Participants were evaluated later for frailty with the FRAIL scale, and the scores for the two scales (FRAIL scale and CHS score) were compared.

Statistical analysis

Data were collected and coded and then entered into an IBM compatible computer using SPSS version 21. Addition to the obtained frequency tables, means and SDs were used to summarize data of categorical variables. Statistical significance was evaluated by Chi-square tests, with P values corrected using the Monte Carlo method for better precision. Receiver operating characteristic (ROC) analyses were performed to assess the diagnostic accuracy of the FRAIL scale and calculating areas under the curve (AUCs), sensibilities, specificities, positive predictive values, and negative predictive values. The CHS criteria were used as the gold standard to identify frailty status in accuracy analyses. Four items of the FRAIL scale were compared with correspondent components of the CHS by Chi-square test. The level of statistical significance was set at .05 level in 2-tailed tests.
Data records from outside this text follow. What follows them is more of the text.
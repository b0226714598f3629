// covenant/src/models/registration.rs

use chrono::{DateTime, Utc};
use serde::{Deserialize, Serialize};
use uuid::Uuid;

#[derive(Debug, Clone, Copy, PartialEq, Eq, Default, Serialize, Deserialize)]
#[serde(rename_all = "lowercase")]
#[cfg_attr(feature = "sqlx", derive(sqlx::Type))]
#[cfg_attr(feature = "sqlx", sqlx(type_name = "registration_status_enum", rename_all = "lowercase"))]
pub enum RegistrationStatus {
  #[default]
  Pending,
  Approved,
  Rejected,
}

#[derive(Debug, Clone, Serialize, Deserialize)]
#[serde(rename_all = "camelCase")]
#[cfg_attr(feature = "sqlx", derive(sqlx::FromRow))]
pub struct Registration {
  pub id: Uuid,
  pub name: String,
  pub country: String,
  pub city: String,
  pub date_of_birth: String,
  pub marital_status: String,
  pub occupation: String,
  pub salary: String,
  pub email: String,
  pub phone: String,
  pub payment_method: String,
  pub personal_photo_url: String,
  pub id_card_front_url: String,
  pub id_card_back_url: Option<String>,
  pub unique_code: String,
  pub status: RegistrationStatus,
  pub created_at: DateTime<Utc>,
}

/// Everything a store needs to insert a registration. `unique_code` is issued
/// by the caller before the write.
#[derive(Debug, Clone)]
pub struct NewRegistration {
  pub name: String,
  pub country: String,
  pub city: String,
  pub date_of_birth: String,
  pub marital_status: String,
  pub occupation: String,
  pub salary: String,
  pub email: String,
  pub phone: String,
  pub payment_method: String,
  pub personal_photo_url: String,
  pub id_card_front_url: String,
  pub id_card_back_url: Option<String>,
  pub unique_code: String,
}

impl NewRegistration {
  pub(crate) fn into_record(self, id: Uuid, created_at: DateTime<Utc>) -> Registration {
    Registration {
      id,
      name: self.name,
      country: self.country,
      city: self.city,
      date_of_birth: self.date_of_birth,
      marital_status: self.marital_status,
      occupation: self.occupation,
      salary: self.salary,
      email: self.email,
      phone: self.phone,
      payment_method: self.payment_method,
      personal_photo_url: self.personal_photo_url,
      id_card_front_url: self.id_card_front_url,
      id_card_back_url: self.id_card_back_url,
      unique_code: self.unique_code,
      status: RegistrationStatus::Pending,
      created_at,
    }
  }
}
Verbal consent from the participants has been taken before starting the study. It was clear to all participants that confidentiality and de-identification of data are respected in the study. Lastly, ethical clearance from the IRB committee in King Fahad Hospital, Al Ahssa, has been taken.

Results

A total of 78 participants were included in the present study, 43 of them were males (55.1%), and 46 were diabetics (59%) (Table 1). According to their age and diabetes status, participants were divided into three groups (Table 2). The age range in group I was 65-75 years, with a mean of 70.4 ± 5.7 years; the age range in group II was 50-64 years, with a mean of 58.4 ± 2.8 years; and the age range in group III was 65-80 years, with a mean of 71.6 ± 4.9 years. Participants of both groups II & III were diabetic patients, with a range duration of DM 5-11 years, 11-15 years, respectively. Participants in group I were non-diabetics.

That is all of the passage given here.